A educação básica para todos é um exemplo disso, mostrado no artigo de Cristovam Buarque. A educação básica de qualidade permite que as pessoas tenham acesso às melhores universidades e consigam se qualificar para buscar empregos de boa remuneração. Para quem não tem acesso à educação básica de qualidade, que infelizmente é a maioria dos brasileiros, o acesso ao ensino superior, quando se dá, é por meio de vagas subsidiadas em faculdades particulares, que oferecem um diploma que pouco contribui para que as pessoas consigam empregos que satisfaçam suas expectativas, pois não as provê das habilidades exigidas pelo mercado de trabalho no século XXI. O resultado na economia brasileira é catastrófico, como mostra o artigo do O Globo.

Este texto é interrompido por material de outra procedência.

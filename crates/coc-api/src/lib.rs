//! Clash of Clans REST API boundary
//!
//! Everything the polling engine needs from the outside world, kept behind
//! small, inspectable contracts:
//! - `Fetcher` / `HttpFetcher`: the single GET primitive. It never returns an
//!   error; failures collapse into a `FetchResult` with `ok = false`.
//! - `tag`: normalization and validation of player/clan tags.
//! - `paths`: the fixed category paths polled by the engine.

pub mod fetch;
pub mod paths;
pub mod tag;

pub use fetch::{FetchResult, Fetcher, HttpFetcher, parse_max_age};
pub use paths::{
    DEFAULT_BASE_URL, clan_path, current_war_path, maintenance_probe_path, player_path,
};
pub use tag::{encode_tag, normalize_tag};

De acordo com o IBGE, no acumulado de 12 meses o Brasil teve um crescimento de 2,5%, o que é insuficiente para gerar as riquezas necessárias para aumentarmos nosso nível de desenvolvimento. Por outro lado, a taxa de desemprego está em 6,9%, a menor em uma década, de acordo com o artigo. E por quê? Ora, há um apagão de mão de obra nas duas pontas. Na ponta de cima, aqueles que têm diploma de curso superior não tem a formação solicitada pelo mercado. Faltam engenheiros civis, faltam gestores de projetos. Na ponta de baixo, aqueles que não têm diploma universitário não se sentem atraídos pelos baixos salários pagos à mão de obra pouco qualificada. O artigo informa que um indivíduo que faz bicos e recebe benefício social ganha em média R$1.399,00, que é menos do que o salário mínimo de R$1.412,00, mas que não é muito menor. Daí o comportamento constatado pelo empresário Leonardo Vitali, dono de um restaurante em Goiânia, cuja fala é citada na abertura deste artigo. É difícil recrutar gente para trabalhar em restaurantes porque o salário não é lá grande coisa e para o candidato a garçom ou a auxiliar de cozinha ou de limpeza é muito melhor manter-se no rol de beneficiários da assistência governamental e fazer alguns bicos do que prender-se a um emprego formal que requer jornadas fixas de trabalho e dias de descanso estabelecidos pelo patrão.
É clara a catástrofe para o Brasil gerada pela falta de educação básica, que cria um círculo vicioso nas duas pontas: na ponta de baixo, sem qualificação, a pessoa só tem acesso a empregos de baixa remuneração, fazendo com que seja preferível não ter carteira assinada, o que por si só aumenta a desqualificação pela própria falta de formalização; na ponta de cima, devido à falta de pessoas com os diplomas úteis à economia, o empresário enfrenta restrições ao investimento produtivo, pois as atividades que não podem ser automatizadas carecem de mão de obra para serem exercidas.
Prezados leitores, quando forem votar em outubro, lembrem-se das lições de Adam Smith sobre a necessidade de o Estado proporcionar aqueles bens que só ele tem a capacidade para prover: um dos mais importantes é a educação básica de qualidade para todos, que ao qualificar as pessoas viabiliza a criação de riqueza. À pergunta de “Governo para quê?” podemos responder: proporcionar os serviços que permitam a cada um, nos dizeres de Cristovam Buarque, “ter o mapa que lhe permita buscar sua felicidade”.